MATERIAL PROVIDED:
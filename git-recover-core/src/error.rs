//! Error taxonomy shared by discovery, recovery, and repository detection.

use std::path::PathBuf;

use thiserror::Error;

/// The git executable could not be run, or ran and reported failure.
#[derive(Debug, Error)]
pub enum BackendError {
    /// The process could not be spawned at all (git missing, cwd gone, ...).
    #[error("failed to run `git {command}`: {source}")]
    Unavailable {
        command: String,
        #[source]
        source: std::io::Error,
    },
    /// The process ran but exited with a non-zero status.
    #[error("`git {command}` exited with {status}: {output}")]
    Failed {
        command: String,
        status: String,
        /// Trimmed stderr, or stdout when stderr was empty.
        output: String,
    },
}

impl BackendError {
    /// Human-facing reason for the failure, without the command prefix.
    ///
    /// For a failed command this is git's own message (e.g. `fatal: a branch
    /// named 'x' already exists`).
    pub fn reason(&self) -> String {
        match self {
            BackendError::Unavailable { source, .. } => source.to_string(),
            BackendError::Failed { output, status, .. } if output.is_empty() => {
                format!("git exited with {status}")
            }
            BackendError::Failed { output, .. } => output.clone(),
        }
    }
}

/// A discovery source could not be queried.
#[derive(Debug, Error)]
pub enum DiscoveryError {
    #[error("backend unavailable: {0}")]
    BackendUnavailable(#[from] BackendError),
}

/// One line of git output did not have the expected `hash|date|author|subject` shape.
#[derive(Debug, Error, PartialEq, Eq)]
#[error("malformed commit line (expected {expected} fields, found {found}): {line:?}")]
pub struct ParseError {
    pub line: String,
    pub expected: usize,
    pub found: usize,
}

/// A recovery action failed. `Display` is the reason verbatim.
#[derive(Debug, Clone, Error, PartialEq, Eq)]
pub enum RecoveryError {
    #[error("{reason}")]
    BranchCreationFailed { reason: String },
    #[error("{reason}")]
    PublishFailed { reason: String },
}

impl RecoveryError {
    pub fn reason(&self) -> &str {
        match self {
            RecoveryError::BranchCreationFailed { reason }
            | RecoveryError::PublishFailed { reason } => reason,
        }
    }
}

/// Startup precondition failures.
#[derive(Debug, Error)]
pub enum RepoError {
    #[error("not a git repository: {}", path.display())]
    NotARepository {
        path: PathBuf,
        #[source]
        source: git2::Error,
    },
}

==

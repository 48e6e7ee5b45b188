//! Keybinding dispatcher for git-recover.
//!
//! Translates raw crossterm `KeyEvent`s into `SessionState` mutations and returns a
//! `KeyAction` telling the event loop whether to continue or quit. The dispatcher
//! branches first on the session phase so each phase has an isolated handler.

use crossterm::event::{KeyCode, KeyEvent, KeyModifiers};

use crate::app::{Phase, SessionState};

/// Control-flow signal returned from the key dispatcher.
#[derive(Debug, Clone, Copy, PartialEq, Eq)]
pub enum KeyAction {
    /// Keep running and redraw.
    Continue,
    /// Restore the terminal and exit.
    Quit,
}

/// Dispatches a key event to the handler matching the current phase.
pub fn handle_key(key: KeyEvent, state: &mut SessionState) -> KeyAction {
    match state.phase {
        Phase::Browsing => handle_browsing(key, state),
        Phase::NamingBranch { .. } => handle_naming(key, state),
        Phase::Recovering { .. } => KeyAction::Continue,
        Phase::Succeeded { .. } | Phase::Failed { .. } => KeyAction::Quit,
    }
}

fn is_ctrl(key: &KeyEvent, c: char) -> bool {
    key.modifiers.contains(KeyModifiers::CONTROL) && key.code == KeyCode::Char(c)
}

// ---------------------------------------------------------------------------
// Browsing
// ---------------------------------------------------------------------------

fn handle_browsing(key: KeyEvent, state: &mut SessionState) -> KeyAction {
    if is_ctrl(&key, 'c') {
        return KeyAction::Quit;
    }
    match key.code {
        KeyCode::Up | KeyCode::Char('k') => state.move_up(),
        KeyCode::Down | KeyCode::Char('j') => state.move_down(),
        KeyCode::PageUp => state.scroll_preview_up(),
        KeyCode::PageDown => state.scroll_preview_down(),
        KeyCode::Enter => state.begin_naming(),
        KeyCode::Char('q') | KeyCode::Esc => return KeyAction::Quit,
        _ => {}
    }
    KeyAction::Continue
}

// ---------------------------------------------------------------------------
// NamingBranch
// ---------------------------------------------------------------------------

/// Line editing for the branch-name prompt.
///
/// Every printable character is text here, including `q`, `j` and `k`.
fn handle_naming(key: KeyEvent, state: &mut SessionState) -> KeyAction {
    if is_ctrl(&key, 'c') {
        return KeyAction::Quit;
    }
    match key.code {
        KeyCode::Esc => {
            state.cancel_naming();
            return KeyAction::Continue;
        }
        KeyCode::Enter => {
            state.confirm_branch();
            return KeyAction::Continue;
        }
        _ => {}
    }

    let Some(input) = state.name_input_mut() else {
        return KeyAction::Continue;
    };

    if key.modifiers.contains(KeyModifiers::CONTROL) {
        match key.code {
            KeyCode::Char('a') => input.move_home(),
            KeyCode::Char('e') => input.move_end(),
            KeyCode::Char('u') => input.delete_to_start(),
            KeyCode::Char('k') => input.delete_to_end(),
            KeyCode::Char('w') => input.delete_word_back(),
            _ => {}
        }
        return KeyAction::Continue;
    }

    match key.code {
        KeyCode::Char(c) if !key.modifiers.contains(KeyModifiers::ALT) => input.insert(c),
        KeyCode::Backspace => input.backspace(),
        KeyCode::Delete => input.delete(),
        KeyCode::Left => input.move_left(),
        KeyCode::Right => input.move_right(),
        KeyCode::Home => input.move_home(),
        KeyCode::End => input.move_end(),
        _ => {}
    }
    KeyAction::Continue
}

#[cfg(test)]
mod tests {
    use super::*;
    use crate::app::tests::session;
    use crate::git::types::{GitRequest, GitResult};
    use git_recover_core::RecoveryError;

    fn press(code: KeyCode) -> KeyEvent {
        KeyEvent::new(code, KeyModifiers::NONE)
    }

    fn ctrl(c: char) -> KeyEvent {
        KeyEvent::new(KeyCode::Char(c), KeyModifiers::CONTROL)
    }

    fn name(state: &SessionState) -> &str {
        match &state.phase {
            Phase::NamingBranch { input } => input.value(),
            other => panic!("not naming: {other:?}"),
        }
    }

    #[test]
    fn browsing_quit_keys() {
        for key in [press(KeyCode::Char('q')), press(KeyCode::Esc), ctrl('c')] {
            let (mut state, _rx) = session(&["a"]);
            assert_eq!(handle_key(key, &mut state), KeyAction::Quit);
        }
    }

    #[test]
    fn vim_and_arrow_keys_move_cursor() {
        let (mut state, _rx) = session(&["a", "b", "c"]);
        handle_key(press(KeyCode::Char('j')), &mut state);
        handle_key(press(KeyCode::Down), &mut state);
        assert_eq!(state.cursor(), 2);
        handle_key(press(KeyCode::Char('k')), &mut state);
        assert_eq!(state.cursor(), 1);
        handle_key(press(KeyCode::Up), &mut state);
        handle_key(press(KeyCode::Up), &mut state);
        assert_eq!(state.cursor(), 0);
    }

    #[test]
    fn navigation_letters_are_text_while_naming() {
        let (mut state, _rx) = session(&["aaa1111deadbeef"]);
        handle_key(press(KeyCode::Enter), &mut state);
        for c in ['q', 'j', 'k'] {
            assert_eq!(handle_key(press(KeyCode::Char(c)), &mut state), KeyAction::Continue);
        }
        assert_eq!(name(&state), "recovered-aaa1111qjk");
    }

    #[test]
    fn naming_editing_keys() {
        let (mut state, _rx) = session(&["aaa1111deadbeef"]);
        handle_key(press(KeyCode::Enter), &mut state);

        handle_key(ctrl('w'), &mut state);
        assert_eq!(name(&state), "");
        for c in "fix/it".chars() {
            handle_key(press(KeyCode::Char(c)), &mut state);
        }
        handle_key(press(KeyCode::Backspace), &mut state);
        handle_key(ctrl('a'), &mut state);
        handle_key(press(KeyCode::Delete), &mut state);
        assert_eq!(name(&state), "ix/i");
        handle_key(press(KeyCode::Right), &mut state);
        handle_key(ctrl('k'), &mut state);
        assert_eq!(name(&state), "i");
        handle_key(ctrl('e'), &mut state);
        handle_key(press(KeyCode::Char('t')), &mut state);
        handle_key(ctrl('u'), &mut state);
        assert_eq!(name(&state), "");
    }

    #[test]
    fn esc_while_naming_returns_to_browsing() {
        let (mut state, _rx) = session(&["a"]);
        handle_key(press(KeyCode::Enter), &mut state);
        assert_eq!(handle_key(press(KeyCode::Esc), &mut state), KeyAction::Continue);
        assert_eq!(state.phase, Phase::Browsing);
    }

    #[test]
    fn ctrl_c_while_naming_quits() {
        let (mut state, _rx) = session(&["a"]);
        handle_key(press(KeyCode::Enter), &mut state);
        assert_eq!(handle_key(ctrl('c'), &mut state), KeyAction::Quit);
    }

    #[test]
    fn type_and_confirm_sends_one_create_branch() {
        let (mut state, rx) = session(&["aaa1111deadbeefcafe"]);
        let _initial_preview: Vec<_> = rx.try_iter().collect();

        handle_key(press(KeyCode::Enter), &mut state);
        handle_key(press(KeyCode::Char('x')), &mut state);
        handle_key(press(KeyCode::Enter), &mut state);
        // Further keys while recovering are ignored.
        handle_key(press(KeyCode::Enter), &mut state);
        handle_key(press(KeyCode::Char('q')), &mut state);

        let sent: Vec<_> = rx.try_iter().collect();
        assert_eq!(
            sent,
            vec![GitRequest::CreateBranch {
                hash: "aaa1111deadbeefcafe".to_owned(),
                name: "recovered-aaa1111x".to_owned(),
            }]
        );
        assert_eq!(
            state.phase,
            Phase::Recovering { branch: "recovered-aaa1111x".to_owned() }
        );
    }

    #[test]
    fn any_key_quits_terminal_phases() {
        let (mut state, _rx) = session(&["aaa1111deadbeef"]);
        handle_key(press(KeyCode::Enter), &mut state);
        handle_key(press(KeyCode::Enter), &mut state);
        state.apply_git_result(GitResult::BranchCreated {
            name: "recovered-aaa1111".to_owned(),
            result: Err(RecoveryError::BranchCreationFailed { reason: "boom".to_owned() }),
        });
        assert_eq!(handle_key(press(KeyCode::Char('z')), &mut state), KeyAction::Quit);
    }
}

THE PROBLEM:
Would you retype exactly the lines above, from the line with "KeyEvent::new(code, KeyModifiers::NONE)" to the line with "handle_key(press(KeyCode::Down), &mut state);", with both end lines kept and nothing more?

TASK SOLUTION:
        KeyEvent::new(code, KeyModifiers::NONE)
    }

    fn ctrl(c: char) -> KeyEvent {
        KeyEvent::new(KeyCode::Char(c), KeyModifiers::CONTROL)
    }

    fn name(state: &SessionState) -> &str {
        match &state.phase {
            Phase::NamingBranch { input } => input.value(),
            other => panic!("not naming: {other:?}"),
        }
    }

    #[test]
    fn browsing_quit_keys() {
        for key in [press(KeyCode::Char('q')), press(KeyCode::Esc), ctrl('c')] {
            let (mut state, _rx) = session(&["a"]);
            assert_eq!(handle_key(key, &mut state), KeyAction::Quit);
        }
    }

    #[test]
    fn vim_and_arrow_keys_move_cursor() {
        let (mut state, _rx) = session(&["a", "b", "c"]);
        handle_key(press(KeyCode::Char('j')), &mut state);
        handle_key(press(KeyCode::Down), &mut state);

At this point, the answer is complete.